Se o instituto da súmula vinculante representa o ponto máximo das alterações legislativas que compõe o fenômeno em estudo, a discussão sobre uma suposta mutação constitucional do art. 52, X da Carta Magna poderia ser considerada a vanguarda desta tendência no seio do STF.

A polêmica gira em torno do papel a ser exercido pelo Senado Federal no âmbito do controle difuso de constitucionalidade. O tema está em discussão nos autos da Reclamação de nº 4.335-5/AC, proposta pela Defensoria Pública da União em face do Juízo de Direito da Vara de Execuções Penais da Comarca de Rio Branco.

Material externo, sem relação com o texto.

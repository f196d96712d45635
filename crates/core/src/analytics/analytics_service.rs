use async_trait::async_trait;
use chrono::{DateTime, Duration, Utc};
use log::{debug, info};
use serde_json::Value;
use std::collections::HashMap;
use std::sync::{Arc, Mutex};

use super::analytics_model::{AnalyticsEvent, EventType, NewAnalyticsEvent};
use super::analytics_traits::{AnalyticsEventRepositoryTrait, AnalyticsServiceTrait};
use super::search_patterns::{SearchPattern, SearchPatternDetector};
use crate::constants::{DEFAULT_PERIOD_DAYS, DETECTOR_IDLE_SECS};
use crate::errors::{Error, Result};
use crate::health::{
    calculate_health_score, extract_confusion_topics, summarize_tenant_health, ConfusionTopic,
    HealthScore, TenantHealthReport,
};
use crate::utils::time_utils::{validate_period_days, window_start};
use crate::utils::{validate_sub_account_id, validate_tenant_id};

/// Search detectors keyed by (tenant, sub-account).
type DetectorMap = HashMap<(String, String), SearchPatternDetector>;

/// Service recording behavioral events and scoring sub-accounts from them.
pub struct AnalyticsService {
    repository: Arc<dyn AnalyticsEventRepositoryTrait>,
    default_period_days: i64,
    detectors: Mutex<DetectorMap>,
}

impl AnalyticsService {
    pub fn new(repository: Arc<dyn AnalyticsEventRepositoryTrait>) -> Self {
        Self {
            repository,
            default_period_days: DEFAULT_PERIOD_DAYS,
            detectors: Mutex::new(HashMap::new()),
        }
    }

    /// Overrides the window used when a caller does not pass one.
    pub fn with_default_period_days(mut self, period_days: i64) -> Result<Self> {
        self.default_period_days = validate_period_days(period_days)?;
        Ok(self)
    }

    fn resolve_period(&self, period_days: Option<i64>) -> Result<i64> {
        validate_period_days(period_days.unwrap_or(self.default_period_days))
    }

    fn detect_search_pattern(
        &self,
        tenant_id: &str,
        sub_account_id: &str,
        query: &str,
        at: DateTime<Utc>,
    ) -> SearchPattern {
        let mut detectors = self
            .detectors
            .lock()
            .unwrap_or_else(|poisoned| poisoned.into_inner());
        evict_idle_detectors(&mut detectors, at);
        detectors
            .entry((tenant_id.to_string(), sub_account_id.to_string()))
            .or_default()
            .record(query, at)
    }

    /// Number of sub-accounts with live search history.
    pub fn tracked_detectors(&self) -> usize {
        self.detectors
            .lock()
            .unwrap_or_else(|poisoned| poisoned.into_inner())
            .len()
    }

    fn load_window(
        &self,
        tenant_id: &str,
        sub_account_id: &str,
        period_days: i64,
        now: DateTime<Utc>,
    ) -> Result<Vec<AnalyticsEvent>> {
        let since = window_start(now, period_days)?;
        self.repository
            .load_events_since(tenant_id, sub_account_id, since)
            .map_err(Error::into_data_unavailable)
    }

    fn score_sub_account(
        &self,
        tenant_id: &str,
        sub_account_id: &str,
        period_days: i64,
        now: DateTime<Utc>,
    ) -> Result<HealthScore> {
        let events = self.load_window(tenant_id, sub_account_id, period_days, now)?;
        calculate_health_score(sub_account_id, &events, period_days, now)
    }
}

/// Drops detectors whose newest search is older than the idle limit.
fn evict_idle_detectors(detectors: &mut DetectorMap, now: DateTime<Utc>) {
    let cutoff = now - Duration::seconds(DETECTOR_IDLE_SECS);
    let before = detectors.len();
    detectors.retain(|_, detector| detector.last_search_at().map_or(false, |t| t >= cutoff));
    if detectors.len() < before {
        debug!("Evicted {} idle search detectors", before - detectors.len());
    }
}

/// Adds `repeatSearch` / `rapidSearch` flags to an object payload.
///
/// Non-object payloads are stored untouched.
fn annotate_search(event_data: &mut Value, pattern: SearchPattern) {
    if let Value::Object(map) = event_data {
        map.insert("repeatSearch".to_string(), Value::Bool(pattern.is_repeat));
        map.insert("rapidSearch".to_string(), Value::Bool(pattern.is_rapid));
    }
}

#[async_trait]
impl AnalyticsServiceTrait for AnalyticsService {
    async fn record_event(&self, mut event: NewAnalyticsEvent) -> Result<AnalyticsEvent> {
        event.tenant_id = validate_tenant_id(&event.tenant_id)?.to_string();
        event.sub_account_id = validate_sub_account_id(&event.sub_account_id)?.to_string();
        let created_at = *event.created_at.get_or_insert_with(Utc::now);

        if event.event_type == EventType::Search {
            let query = event
                .event_data
                .get("query")
                .and_then(Value::as_str)
                .map(str::to_string);
            if let Some(query) = query {
                let pattern = self.detect_search_pattern(
                    &event.tenant_id,
                    &event.sub_account_id,
                    &query,
                    created_at,
                );
                if pattern.is_confused() {
                    debug!(
                        "Confused search by '{}': repeat={}, rapid={}",
                        event.sub_account_id, pattern.is_repeat, pattern.is_rapid
                    );
                }
                annotate_search(&mut event.event_data, pattern);
            }
        }

        self.repository.insert_event(event).await
    }

    fn calculate_sub_account_health(
        &self,
        tenant_id: &str,
        sub_account_id: &str,
        period_days: Option<i64>,
    ) -> Result<HealthScore> {
        let tenant_id = validate_tenant_id(tenant_id)?;
        let sub_account_id = validate_sub_account_id(sub_account_id)?;
        let period_days = self.resolve_period(period_days)?;
        self.score_sub_account(tenant_id, sub_account_id, period_days, Utc::now())
    }

    fn calculate_tenant_health(
        &self,
        tenant_id: &str,
        period_days: Option<i64>,
    ) -> Result<TenantHealthReport> {
        let tenant_id = validate_tenant_id(tenant_id)?;
        let period_days = self.resolve_period(period_days)?;
        let now = Utc::now();

        let sub_accounts = self
            .repository
            .list_sub_accounts(tenant_id)
            .map_err(Error::into_data_unavailable)?;

        let mut scores = sub_accounts
            .iter()
            .map(|id| self.score_sub_account(tenant_id, id, period_days, now))
            .collect::<Result<Vec<_>>>()?;
        scores.sort_by(|a, b| {
            a.score
                .cmp(&b.score)
                .then_with(|| a.sub_account_id.cmp(&b.sub_account_id))
        });

        let summary = summarize_tenant_health(&scores);
        info!(
            "Tenant '{}' health: {} accounts, average {:.1}, {} critical",
            tenant_id, summary.total_accounts, summary.average_score, summary.critical_count
        );

        Ok(TenantHealthReport {
            tenant_id: tenant_id.to_string(),
            summary,
            scores,
        })
    }

    fn get_confusion_topics(
        &self,
        tenant_id: &str,
        sub_account_id: &str,
        period_days: Option<i64>,
    ) -> Result<Vec<ConfusionTopic>> {
        let tenant_id = validate_tenant_id(tenant_id)?;
        let sub_account_id = validate_sub_account_id(sub_account_id)?;
        let period_days = self.resolve_period(period_days)?;
        let events = self.load_window(tenant_id, sub_account_id, period_days, Utc::now())?;
        Ok(extract_confusion_topics(&events))
    }
}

Na espécie, alega-se descumprimento da decisão tomada pelo STF no HC 82.959, que afastou a vedação de progressão de regime aos condenados pela prática de crimes hediondos por considerar inconstitucional dispositivo da Lei nº 8.072/1990.

O tradicional entendimento sobre os efeitos da declaração de inconstitucionalidade no âmbito do sistema difuso vai de encontro à pretensão dos reclamantes: em tese, como se trata de declaração incidenter tantum, a eficácia do pronunciamento do Supremo estaria restrita às partes do processo na qual ocorreu. Não sendo sujeitos da relação processual que ensejou a declaração de inconstitucionalidade, não haveria que se falar em qualquer descumprimento. Para que o pronunciamento do Supremo Tribunal Federal alcançasse os reclamantes, seria necessário que: a declaração houvesse sido proferida em sede de controle concentrado; ou que o Senado Federal suspendesse a execução do dispositivo legal valendo-se da competência atribuída pela Constituição em seu art. 52, X.

O julgamento segue inconcluso até o presente momento. Já houve pronunciamento de dois ministros pela não admissão da reclamação (acompanhada pela concessão de habeas corpus de ofício em relação aos reclamantes). Outros dois, Gilmar Mendes (relator) e Eros Grau, votaram pelo conhecimento e provimento do feito.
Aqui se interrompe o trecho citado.